Subject: sufferin' suckatash (?)
From: Scottie Bowman (rbowman@indigo.ie)
Date: Fri Nov 24 2000 - 06:25:25 GMT
'... pretty low of you to expose him ...'
Ah wait now, Nick. We mustn't over react.
A modest boast that I'd once exchanged views
with the chap seems hardly an 'exposure'.
(Unless my very touch is itself a source of scandal.)
There were 'inaccuracies' in my account - partly explained
by the fact the my brain sadly dosen't improve with age &
that the original brief exchange took place when that same
brain was chronically addled with drink. And that it all
took place almost twenty years ago.
First of all, my reference to 'Ladybridge' was an honest
misremembering of his home address in Robertsbridge -
which you, as an afficionado, must have recognised.

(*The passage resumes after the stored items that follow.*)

//! MCP session management.
//!
//! Each SSE connection owns one session: a protocol server bound to its own
//! [`SseTransport`]. The table below is the only long-lived owner of those
//! pairs. A session leaves the table exactly once, when its transport closes.

use parking_lot::Mutex;
use std::collections::HashMap;
use std::sync::atomic::{AtomicBool, Ordering};
use std::sync::Arc;
use std::time::Instant;
use tokio::sync::RwLock;
use tracing::{debug, error, info, warn};

use super::server::{McpServer, ServerError, ServerFactory};
use super::sse::{SseStream, SseTransport};
use super::transport::{Transport, TransportError};

/// Lifecycle of a session. Teardown runs only on the `Open -> Closing` transition.
#[derive(Debug, Clone, Copy, PartialEq, Eq)]
pub enum Lifecycle {
    Open,
    Closing,
    Closed,
}

/// Error type for session operations.
#[derive(Debug, thiserror::Error)]
pub enum SessionError {
    #[error("Session not found: {0}")]
    NotFound(String),

    #[error("Failed to establish SSE connection: {0}")]
    Connect(#[source] ServerError),

    #[error("Server is shutting down")]
    ShuttingDown,

    #[error("Failed to process message: {0}")]
    Message(#[from] TransportError),
}

/// An MCP session.
pub struct Session {
    server: McpServer,
    transport: Arc<SseTransport>,
    created_at: Instant,
    lifecycle: Mutex<Lifecycle>,
}

impl Session {
    fn new(server: McpServer, transport: Arc<SseTransport>) -> Self {
        Self {
            server,
            transport,
            created_at: Instant::now(),
            lifecycle: Mutex::new(Lifecycle::Open),
        }
    }

    #[cfg(test)]
    fn lifecycle(&self) -> Lifecycle {
        *self.lifecycle.lock()
    }

    /// Get the session age in seconds.
    pub fn age_secs(&self) -> u64 {
        self.created_at.elapsed().as_secs()
    }

    /// Claim the right to tear this session down.
    fn begin_close(&self) -> bool {
        let mut lifecycle = self.lifecycle.lock();
        if *lifecycle == Lifecycle::Open {
            *lifecycle = Lifecycle::Closing;
            true
        } else {
            false
        }
    }

    fn finish_close(&self) {
        *self.lifecycle.lock() = Lifecycle::Closed;
    }
}

/// Builds the SSE transport for a new session from the announced message path.
pub type TransportBuilder = Arc<dyn Fn(&str) -> (Arc<SseTransport>, SseStream) + Send + Sync>;

/// Manager for MCP sessions.
#[derive(Clone)]
pub struct SessionManager {
    sessions: Arc<RwLock<HashMap<String, Arc<Session>>>>,
    factory: ServerFactory,
    message_path: String,
    open_transport: TransportBuilder,
    /// Set by `close_all`; no session opens afterwards
    shutting_down: Arc<AtomicBool>,
}

impl SessionManager {
    /// Create a new session manager.
    ///
    /// `message_path` is announced to clients as the URL to post messages to.
    pub fn new(factory: ServerFactory, message_path: impl Into<String>) -> Self {
        Self::with_transport_builder(
            factory,
            message_path,
            Arc::new(|path: &str| SseTransport::new(path)),
        )
    }

    /// Create a session manager whose transports come from `open_transport`.
    pub fn with_transport_builder(
        factory: ServerFactory,
        message_path: impl Into<String>,
        open_transport: TransportBuilder,
    ) -> Self {
        Self {
            sessions: Arc::new(RwLock::new(HashMap::new())),
            factory,
            message_path: message_path.into(),
            open_transport,
            shutting_down: Arc::new(AtomicBool::new(false)),
        }
    }

    /// Open a new session and return its ID with the event stream for the response body.
    pub async fn open_session(&self) -> Result<(String, SseStream), SessionError> {
        let (transport, stream) = (self.open_transport)(self.message_path.as_str());
        let session_id = transport.session_id().to_string();
        let session = Arc::new(Session::new(self.factory.create(), transport.clone()));

        {
            let mut sessions = self.sessions.write().await;
            if self.shutting_down.load(Ordering::Acquire) {
                return Err(SessionError::ShuttingDown);
            }
            sessions.insert(session_id.clone(), session.clone());
        }

        if let Err(e) = session.server.connect(transport.clone()).await {
            self.sessions.write().await.remove(&session_id);
            session.finish_close();
            transport.close().await;
            error!("Failed to start SSE connection {}: {}", session_id, e);
            return Err(SessionError::Connect(e));
        }

        // Tear the session down whichever side closes the transport.
        // The stream is still held here, so no disconnect can precede this.
        let manager = self.clone();
        let watched = transport.clone();
        let watched_id = session_id.clone();
        tokio::spawn(async move {
            watched.closed().await;
            manager.close_session(&watched_id).await;
        });

        info!("Created MCP session: {}", session_id);
        Ok((session_id, stream))
    }

    /// Deliver a posted message to the session's transport.
    pub async fn route_message(&self, id: &str, body: &[u8]) -> Result<(), SessionError> {
        let session = self
            .sessions
            .read()
            .await
            .get(id)
            .cloned()
            .ok_or_else(|| SessionError::NotFound(id.to_string()))?;

        session.transport.handle_post_message(body).await?;
        Ok(())
    }

    /// Tear a session down. Returns `false` if it was already closing or gone.
    pub async fn close_session(&self, id: &str) -> bool {
        let session = {
            let mut sessions = self.sessions.write().await;
            let claimed = sessions.get(id).is_some_and(|s| s.begin_close());
            if claimed {
                sessions.remove(id)
            } else {
                None
            }
        };

        let Some(session) = session else {
            debug!("MCP session {} already closed", id);
            return false;
        };

        if let Err(e) = session.server.close().await {
            warn!("Error closing server for session {}: {}", id, e);
        }
        // Covers a session closed before its server connected
        session.transport.close().await;
        session.finish_close();
        info!(
            "Closed MCP session: {} (age: {}s)",
            id,
            session.age_secs()
        );
        true
    }

    /// Close every live session and refuse new ones from now on.
    pub async fn close_all(&self) -> usize {
        self.shutting_down.store(true, Ordering::Release);
        let ids: Vec<String> = self.sessions.read().await.keys().cloned().collect();
        let mut closed = 0;
        for id in ids {
            if self.close_session(&id).await {
                closed += 1;
            }
        }
        closed
    }

    /// Check if a session exists.
    pub async fn session_exists(&self, id: &str) -> bool {
        self.sessions.read().await.contains_key(id)
    }

    /// Get the number of active sessions.
    pub async fn session_count(&self) -> usize {
        self.sessions.read().await.len()
    }
}
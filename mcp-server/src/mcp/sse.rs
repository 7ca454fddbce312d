//! SSE transport for a single MCP session.
//!
//! Server-to-client traffic goes out on a long-lived event stream; client
//! messages arrive through [`SseTransport::handle_post_message`].

use async_trait::async_trait;
use axum::response::sse::Event;
use countries_mcp_types::{JsonRpcRequest, JsonRpcResponse, SESSION_ID_PARAM};
use futures::Stream;
use parking_lot::Mutex;
use std::pin::Pin;
use std::sync::atomic::{AtomicBool, Ordering};
use std::sync::Arc;
use std::task::{Context, Poll};
use tokio::sync::mpsc;
use tokio_stream::wrappers::ReceiverStream;
use tokio_util::sync::{CancellationToken, DropGuard};
use tracing::{debug, warn};
use uuid::Uuid;

use super::transport::{decode_request, Transport, TransportError};

/// Capacity of the outbound event and inbound message queues.
const CHANNEL_CAPACITY: usize = 64;

/// An event written to the SSE stream.
#[derive(Debug, Clone, PartialEq, Eq)]
pub enum SseMessage {
    /// URL the client must post its messages to.
    Endpoint(String),
    /// A serialized JSON-RPC message.
    Message(String),
}

impl SseMessage {
    pub fn into_event(self) -> Event {
        match self {
            SseMessage::Endpoint(url) => Event::default().event("endpoint").data(url),
            SseMessage::Message(json) => Event::default().event("message").data(json),
        }
    }
}

/// Outbound half handed to the HTTP response.
///
/// Dropping it (the client went away) closes the transport.
pub struct SseStream {
    messages: ReceiverStream<SseMessage>,
    _disconnect: DropGuard,
}

impl Stream for SseStream {
    type Item = SseMessage;

    fn poll_next(mut self: Pin<&mut Self>, cx: &mut Context<'_>) -> Poll<Option<Self::Item>> {
        Pin::new(&mut self.messages).poll_next(cx)
    }
}

/// SSE transport bound to one session.
pub struct SseTransport {
    session_id: String,
    message_path: String,
    started: AtomicBool,
    /// Taken on close so the event stream ends once drained
    outbound: Mutex<Option<mpsc::Sender<SseMessage>>>,
    inbound_tx: mpsc::Sender<JsonRpcRequest>,
    inbound_rx: tokio::sync::Mutex<mpsc::Receiver<JsonRpcRequest>>,
    shutdown: CancellationToken,
}

impl SseTransport {
    /// Create a transport with a fresh session ID, plus the stream feeding the response body.
    pub fn new(message_path: impl Into<String>) -> (Arc<Self>, SseStream) {
        let (event_tx, event_rx) = mpsc::channel(CHANNEL_CAPACITY);
        let (inbound_tx, inbound_rx) = mpsc::channel(CHANNEL_CAPACITY);
        let shutdown = CancellationToken::new();

        let transport = Arc::new(Self {
            session_id: Uuid::new_v4().to_string(),
            message_path: message_path.into(),
            started: AtomicBool::new(false),
            outbound: Mutex::new(Some(event_tx)),
            inbound_tx,
            inbound_rx: tokio::sync::Mutex::new(inbound_rx),
            shutdown: shutdown.clone(),
        });
        let stream = SseStream {
            messages: ReceiverStream::new(event_rx),
            _disconnect: shutdown.drop_guard(),
        };
        (transport, stream)
    }

    pub fn session_id(&self) -> &str {
        &self.session_id
    }

    /// URL announced in the `endpoint` event.
    pub fn endpoint(&self) -> String {
        format!(
            "{}?{}={}",
            self.message_path, SESSION_ID_PARAM, self.session_id
        )
    }

    pub fn is_closed(&self) -> bool {
        self.shutdown.is_cancelled()
    }

    /// Close synchronously: stop receiving and end the event stream once drained.
    pub fn disconnect(&self) {
        self.shutdown.cancel();
        self.outbound.lock().take();
    }

    /// Resolves once the transport is closed from either side.
    pub async fn closed(&self) {
        self.shutdown.cancelled().await
    }

    /// Accept a message posted by the client for this session.
    pub async fn handle_post_message(&self, body: &[u8]) -> Result<(), TransportError> {
        if !self.started.load(Ordering::Acquire) {
            return Err(TransportError::NotStarted);
        }
        if self.is_closed() {
            return Err(TransportError::Closed);
        }

        let request = decode_request(body)?;
        debug!(
            "SSE session {}: received {}",
            self.session_id, request.method
        );
        self.inbound_tx
            .send(request)
            .await
            .map_err(|_| TransportError::Closed)
    }

    async fn push(&self, message: SseMessage) -> Result<(), TransportError> {
        let sender = self
            .outbound
            .lock()
            .clone()
            .ok_or(TransportError::Closed)?;
        sender.send(message).await.map_err(|_| TransportError::Closed)
    }
}

#[async_trait]
impl Transport for SseTransport {
    async fn start(&self) -> Result<(), TransportError> {
        if self.started.swap(true, Ordering::AcqRel) {
            return Err(TransportError::AlreadyStarted);
        }
        self.push(SseMessage::Endpoint(self.endpoint())).await
    }

    async fn receive(&self) -> Option<JsonRpcRequest> {
        let mut inbound = self.inbound_rx.lock().await;
        tokio::select! {
            _ = self.shutdown.cancelled() => None,
            request = inbound.recv() => request,
        }
    }

    async fn send(&self, response: &JsonRpcResponse) -> Result<(), TransportError> {
        let json = serde_json::to_string(response)?;
        self.push(SseMessage::Message(json)).await.inspect_err(|e| {
            warn!("SSE transport error for session {}: {}", self.session_id, e);
        })
    }

    async fn close(&self) {
        self.disconnect();
    }
}
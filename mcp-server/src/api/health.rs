//! Health check endpoint.

use axum::extract::State;
use axum::Json;
use chrono::{SecondsFormat, Utc};
use countries_mcp_types::HealthResponse;

use crate::state::AppState;

/// GET /health - liveness with uptime and live session count.
pub async fn health(State(state): State<AppState>) -> Json<HealthResponse> {
    Json(HealthResponse {
        status: "ok".to_string(),
        timestamp: Utc::now().to_rfc3339_opts(SecondsFormat::Millis, true),
        uptime: state.uptime_secs(),
        sessions: state.sessions().session_count().await,
    })
}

Second, the letter was not exactly in agreement with my own
views but a clarification of his, as expressed in some television
programme or other that I'd been watching & which had struck
me as mistaken.
This programme had made reference to the value of suffering.
I can't, as I say, remember the details but it may have been about
someone like Mother Theresa who, as you know, became a great
focus of interest in his later life. I had written to say that while
human growth sometimes demanded learning experiences which
were, by their nature, painful I could not agree that suffering
IN ITSELF was anything other than diminishing & destructive.
I have now unearthed his reply - which I reproduce verbatim:
________________________________________
Park Cottage
Robertsbridge
Sussex
8th August 1982
Dear Robert Bowman,
Thank you for your letter.
No, I was not suggesting that, as you put it,
suffering has a glory in its own right. Only that
it is a necessary & enriching element in human life.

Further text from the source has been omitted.